_WORK ITEM:_
Show each line from the records below in which the word "scaling" occurs.

_MATERIALS PROVIDED:_
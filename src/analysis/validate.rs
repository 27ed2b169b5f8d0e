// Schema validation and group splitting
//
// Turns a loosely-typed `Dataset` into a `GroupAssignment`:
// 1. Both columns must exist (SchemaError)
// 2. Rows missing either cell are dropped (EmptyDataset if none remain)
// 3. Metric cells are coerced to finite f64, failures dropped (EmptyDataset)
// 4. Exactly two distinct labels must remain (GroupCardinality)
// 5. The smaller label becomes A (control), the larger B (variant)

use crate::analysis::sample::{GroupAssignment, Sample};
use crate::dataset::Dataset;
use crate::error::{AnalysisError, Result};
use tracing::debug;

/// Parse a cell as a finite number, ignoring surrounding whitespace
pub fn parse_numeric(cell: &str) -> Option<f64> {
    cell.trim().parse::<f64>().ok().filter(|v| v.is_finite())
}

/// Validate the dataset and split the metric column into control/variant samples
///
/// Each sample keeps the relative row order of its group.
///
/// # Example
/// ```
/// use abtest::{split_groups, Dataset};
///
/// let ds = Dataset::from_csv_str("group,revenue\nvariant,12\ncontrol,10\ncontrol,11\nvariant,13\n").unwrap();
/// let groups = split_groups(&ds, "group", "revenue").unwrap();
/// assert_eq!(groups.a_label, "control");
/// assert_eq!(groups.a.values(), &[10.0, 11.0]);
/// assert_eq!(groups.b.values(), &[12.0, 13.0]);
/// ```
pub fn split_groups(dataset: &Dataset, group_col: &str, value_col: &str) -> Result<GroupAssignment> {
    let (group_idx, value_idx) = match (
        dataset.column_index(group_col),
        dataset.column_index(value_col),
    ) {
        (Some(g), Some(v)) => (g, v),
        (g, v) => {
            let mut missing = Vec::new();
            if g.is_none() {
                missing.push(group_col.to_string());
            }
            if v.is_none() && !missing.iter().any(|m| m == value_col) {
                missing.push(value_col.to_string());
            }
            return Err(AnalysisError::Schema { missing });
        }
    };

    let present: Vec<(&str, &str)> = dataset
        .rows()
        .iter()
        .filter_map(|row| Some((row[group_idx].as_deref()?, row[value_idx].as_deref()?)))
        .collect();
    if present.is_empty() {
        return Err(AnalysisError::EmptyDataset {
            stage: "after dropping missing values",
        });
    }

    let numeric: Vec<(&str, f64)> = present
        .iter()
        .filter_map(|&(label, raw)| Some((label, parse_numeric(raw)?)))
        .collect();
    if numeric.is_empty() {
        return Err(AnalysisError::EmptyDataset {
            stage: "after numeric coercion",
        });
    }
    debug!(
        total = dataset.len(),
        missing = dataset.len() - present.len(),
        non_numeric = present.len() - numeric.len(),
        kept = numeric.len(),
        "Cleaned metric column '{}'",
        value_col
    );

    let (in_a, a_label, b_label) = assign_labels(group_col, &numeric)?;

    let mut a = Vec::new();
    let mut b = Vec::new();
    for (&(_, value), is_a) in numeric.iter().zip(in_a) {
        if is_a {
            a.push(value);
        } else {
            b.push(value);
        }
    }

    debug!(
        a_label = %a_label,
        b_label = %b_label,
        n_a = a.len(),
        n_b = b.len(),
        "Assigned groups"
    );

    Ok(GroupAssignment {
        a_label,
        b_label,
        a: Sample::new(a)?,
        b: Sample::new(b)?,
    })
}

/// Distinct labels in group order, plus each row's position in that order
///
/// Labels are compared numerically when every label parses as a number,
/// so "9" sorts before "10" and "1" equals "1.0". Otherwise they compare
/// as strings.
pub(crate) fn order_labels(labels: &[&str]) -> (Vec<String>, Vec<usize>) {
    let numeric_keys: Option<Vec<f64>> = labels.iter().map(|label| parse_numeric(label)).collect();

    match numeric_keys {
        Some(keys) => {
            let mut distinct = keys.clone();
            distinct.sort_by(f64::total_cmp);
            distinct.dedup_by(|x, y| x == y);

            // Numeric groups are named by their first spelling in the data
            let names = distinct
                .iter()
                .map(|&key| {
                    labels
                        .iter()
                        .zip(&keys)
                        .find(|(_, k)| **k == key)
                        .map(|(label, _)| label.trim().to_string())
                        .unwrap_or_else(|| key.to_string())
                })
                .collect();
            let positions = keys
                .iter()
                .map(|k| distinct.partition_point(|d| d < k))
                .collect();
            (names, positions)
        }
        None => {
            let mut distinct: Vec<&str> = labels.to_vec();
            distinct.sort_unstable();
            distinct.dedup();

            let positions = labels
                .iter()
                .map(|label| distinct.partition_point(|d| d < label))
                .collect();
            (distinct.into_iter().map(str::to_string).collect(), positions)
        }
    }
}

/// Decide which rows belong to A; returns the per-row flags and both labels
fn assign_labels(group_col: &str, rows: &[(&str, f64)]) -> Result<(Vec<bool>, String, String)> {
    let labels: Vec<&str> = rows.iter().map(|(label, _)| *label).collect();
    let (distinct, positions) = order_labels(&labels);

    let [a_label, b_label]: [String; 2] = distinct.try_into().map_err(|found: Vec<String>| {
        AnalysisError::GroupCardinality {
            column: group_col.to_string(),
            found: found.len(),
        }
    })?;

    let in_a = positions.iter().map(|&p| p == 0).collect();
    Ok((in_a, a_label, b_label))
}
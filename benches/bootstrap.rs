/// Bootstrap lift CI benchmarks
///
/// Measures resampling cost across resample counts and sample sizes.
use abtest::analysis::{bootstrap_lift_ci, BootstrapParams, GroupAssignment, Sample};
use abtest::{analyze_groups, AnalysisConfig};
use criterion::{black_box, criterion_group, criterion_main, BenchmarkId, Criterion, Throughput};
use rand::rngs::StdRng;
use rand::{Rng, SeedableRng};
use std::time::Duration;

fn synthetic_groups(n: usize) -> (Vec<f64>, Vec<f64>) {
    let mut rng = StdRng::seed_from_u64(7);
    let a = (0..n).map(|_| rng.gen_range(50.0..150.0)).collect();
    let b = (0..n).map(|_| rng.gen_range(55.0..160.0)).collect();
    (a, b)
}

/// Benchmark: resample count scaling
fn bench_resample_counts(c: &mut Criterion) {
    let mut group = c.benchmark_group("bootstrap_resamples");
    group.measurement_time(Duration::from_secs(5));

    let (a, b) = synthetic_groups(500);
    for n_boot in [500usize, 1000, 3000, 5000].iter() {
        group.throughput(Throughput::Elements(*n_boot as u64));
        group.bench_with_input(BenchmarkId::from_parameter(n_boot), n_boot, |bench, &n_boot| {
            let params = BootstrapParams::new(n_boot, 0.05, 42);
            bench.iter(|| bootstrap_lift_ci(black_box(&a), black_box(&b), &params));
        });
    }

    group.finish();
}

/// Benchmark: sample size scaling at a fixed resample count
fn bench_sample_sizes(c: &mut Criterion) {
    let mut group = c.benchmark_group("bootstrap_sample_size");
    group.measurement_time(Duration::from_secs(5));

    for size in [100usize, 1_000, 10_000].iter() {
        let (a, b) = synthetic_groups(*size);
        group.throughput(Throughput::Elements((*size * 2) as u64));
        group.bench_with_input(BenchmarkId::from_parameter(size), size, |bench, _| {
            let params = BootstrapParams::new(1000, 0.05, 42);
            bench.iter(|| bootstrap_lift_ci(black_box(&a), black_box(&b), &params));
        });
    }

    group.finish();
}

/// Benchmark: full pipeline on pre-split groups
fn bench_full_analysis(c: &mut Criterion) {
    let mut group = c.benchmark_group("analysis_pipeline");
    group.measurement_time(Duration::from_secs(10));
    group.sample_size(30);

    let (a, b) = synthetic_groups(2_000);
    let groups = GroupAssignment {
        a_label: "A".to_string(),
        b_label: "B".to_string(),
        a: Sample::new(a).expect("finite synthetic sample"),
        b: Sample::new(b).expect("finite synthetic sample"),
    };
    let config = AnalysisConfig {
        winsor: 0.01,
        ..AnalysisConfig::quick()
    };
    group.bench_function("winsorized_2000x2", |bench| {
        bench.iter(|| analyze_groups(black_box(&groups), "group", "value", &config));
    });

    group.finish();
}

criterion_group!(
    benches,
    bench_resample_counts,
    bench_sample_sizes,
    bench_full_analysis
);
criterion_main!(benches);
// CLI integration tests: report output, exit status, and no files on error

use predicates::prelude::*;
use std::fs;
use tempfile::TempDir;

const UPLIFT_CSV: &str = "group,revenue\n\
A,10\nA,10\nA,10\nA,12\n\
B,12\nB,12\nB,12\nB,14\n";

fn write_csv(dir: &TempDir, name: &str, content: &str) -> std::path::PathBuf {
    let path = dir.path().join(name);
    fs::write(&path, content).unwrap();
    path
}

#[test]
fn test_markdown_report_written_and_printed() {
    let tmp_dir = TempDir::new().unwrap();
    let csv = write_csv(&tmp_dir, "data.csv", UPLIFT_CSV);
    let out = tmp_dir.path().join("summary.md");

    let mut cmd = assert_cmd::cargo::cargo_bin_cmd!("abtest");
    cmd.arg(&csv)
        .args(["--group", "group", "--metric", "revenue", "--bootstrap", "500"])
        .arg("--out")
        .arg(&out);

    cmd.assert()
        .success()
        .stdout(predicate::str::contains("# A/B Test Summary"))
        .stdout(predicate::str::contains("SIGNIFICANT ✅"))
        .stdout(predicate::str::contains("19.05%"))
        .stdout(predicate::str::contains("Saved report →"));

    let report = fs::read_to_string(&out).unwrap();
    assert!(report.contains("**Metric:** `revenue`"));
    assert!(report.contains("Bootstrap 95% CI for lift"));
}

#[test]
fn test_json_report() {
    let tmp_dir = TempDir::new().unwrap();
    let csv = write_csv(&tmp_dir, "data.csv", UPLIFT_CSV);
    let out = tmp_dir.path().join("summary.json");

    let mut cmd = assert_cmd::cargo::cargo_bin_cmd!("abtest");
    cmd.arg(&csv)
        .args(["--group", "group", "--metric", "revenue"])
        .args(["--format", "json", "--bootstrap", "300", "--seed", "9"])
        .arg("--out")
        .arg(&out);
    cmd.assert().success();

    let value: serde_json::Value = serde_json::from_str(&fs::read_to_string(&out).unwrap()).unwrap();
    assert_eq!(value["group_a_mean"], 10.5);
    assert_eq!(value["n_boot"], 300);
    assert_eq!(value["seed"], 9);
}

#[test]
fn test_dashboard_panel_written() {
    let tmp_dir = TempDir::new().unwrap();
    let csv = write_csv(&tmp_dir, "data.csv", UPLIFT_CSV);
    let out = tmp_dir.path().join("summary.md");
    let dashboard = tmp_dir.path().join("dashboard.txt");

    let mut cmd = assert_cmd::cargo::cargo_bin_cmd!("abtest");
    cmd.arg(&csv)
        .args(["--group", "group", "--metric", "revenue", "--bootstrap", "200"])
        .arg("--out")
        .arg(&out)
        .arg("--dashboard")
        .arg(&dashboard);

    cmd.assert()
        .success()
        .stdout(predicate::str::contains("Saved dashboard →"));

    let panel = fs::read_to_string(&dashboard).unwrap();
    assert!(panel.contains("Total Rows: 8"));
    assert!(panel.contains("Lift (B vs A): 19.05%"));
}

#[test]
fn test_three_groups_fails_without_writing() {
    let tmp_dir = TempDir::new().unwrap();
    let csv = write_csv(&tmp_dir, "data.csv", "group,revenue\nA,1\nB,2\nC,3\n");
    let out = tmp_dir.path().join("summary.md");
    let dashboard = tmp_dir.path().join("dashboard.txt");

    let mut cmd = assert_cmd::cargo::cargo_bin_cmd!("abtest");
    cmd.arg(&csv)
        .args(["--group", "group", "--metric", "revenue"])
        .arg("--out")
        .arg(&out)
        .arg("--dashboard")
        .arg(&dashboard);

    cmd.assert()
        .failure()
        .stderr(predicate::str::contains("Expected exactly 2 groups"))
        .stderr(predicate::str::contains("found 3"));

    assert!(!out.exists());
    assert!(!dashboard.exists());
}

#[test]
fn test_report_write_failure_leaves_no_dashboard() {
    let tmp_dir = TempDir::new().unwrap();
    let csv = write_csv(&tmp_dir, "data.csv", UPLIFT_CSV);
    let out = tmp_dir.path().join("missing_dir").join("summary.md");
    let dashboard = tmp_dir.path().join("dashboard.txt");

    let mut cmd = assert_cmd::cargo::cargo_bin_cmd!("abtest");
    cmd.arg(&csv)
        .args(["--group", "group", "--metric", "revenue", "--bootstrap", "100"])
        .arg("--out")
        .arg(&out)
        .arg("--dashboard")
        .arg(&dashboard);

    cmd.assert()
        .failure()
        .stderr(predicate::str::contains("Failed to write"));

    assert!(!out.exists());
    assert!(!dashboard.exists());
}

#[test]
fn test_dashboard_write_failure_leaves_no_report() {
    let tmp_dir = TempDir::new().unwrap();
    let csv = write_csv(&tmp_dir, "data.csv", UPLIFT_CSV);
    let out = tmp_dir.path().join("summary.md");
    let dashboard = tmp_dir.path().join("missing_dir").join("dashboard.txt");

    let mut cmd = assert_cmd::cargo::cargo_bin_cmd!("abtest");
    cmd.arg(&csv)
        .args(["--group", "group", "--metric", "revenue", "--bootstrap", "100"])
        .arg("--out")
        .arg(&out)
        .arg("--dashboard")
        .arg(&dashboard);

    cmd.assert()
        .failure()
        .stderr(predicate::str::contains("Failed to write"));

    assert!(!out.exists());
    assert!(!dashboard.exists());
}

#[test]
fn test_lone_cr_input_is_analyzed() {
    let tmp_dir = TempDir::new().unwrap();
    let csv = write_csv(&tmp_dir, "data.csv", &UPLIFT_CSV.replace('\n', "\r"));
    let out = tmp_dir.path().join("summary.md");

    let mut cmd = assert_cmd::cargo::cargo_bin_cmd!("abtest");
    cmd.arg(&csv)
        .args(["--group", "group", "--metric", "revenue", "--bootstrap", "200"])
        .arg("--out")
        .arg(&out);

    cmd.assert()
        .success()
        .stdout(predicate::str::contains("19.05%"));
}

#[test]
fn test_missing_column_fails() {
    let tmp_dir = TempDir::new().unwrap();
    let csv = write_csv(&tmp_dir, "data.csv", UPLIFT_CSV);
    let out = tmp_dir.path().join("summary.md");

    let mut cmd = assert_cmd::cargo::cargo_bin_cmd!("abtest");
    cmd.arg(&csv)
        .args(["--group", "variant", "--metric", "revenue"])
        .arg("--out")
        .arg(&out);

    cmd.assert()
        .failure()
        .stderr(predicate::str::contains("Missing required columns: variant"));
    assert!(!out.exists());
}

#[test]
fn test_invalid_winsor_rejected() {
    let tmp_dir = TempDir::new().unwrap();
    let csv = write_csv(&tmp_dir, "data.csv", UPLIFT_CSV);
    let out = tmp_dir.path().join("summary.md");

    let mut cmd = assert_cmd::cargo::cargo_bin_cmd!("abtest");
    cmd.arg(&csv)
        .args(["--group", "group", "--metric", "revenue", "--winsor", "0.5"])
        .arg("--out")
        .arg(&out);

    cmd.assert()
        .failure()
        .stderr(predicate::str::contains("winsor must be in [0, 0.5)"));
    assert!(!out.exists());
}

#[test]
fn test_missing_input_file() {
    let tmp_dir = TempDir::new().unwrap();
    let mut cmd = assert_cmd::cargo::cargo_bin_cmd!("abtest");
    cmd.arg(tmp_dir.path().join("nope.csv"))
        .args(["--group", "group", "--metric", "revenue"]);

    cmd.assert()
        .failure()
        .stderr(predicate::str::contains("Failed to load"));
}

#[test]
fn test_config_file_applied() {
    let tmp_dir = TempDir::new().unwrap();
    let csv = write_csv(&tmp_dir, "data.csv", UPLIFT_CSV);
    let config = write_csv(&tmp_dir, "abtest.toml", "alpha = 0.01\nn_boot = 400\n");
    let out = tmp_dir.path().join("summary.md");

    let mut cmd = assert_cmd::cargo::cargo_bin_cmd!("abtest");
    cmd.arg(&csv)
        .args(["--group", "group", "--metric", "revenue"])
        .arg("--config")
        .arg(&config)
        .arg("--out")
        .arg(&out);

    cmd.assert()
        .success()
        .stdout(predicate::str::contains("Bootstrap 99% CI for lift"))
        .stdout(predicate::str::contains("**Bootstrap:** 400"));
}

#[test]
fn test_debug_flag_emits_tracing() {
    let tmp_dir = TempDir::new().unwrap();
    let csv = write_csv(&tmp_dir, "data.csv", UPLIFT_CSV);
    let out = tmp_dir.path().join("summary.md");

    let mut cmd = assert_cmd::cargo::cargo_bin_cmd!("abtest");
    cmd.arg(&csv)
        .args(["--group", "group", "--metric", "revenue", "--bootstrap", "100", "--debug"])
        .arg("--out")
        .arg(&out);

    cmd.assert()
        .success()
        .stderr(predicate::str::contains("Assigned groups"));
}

_WRITTEN ANSWER:_
/// Benchmark: resample count scaling
/// Benchmark: sample size scaling at a fixed resample count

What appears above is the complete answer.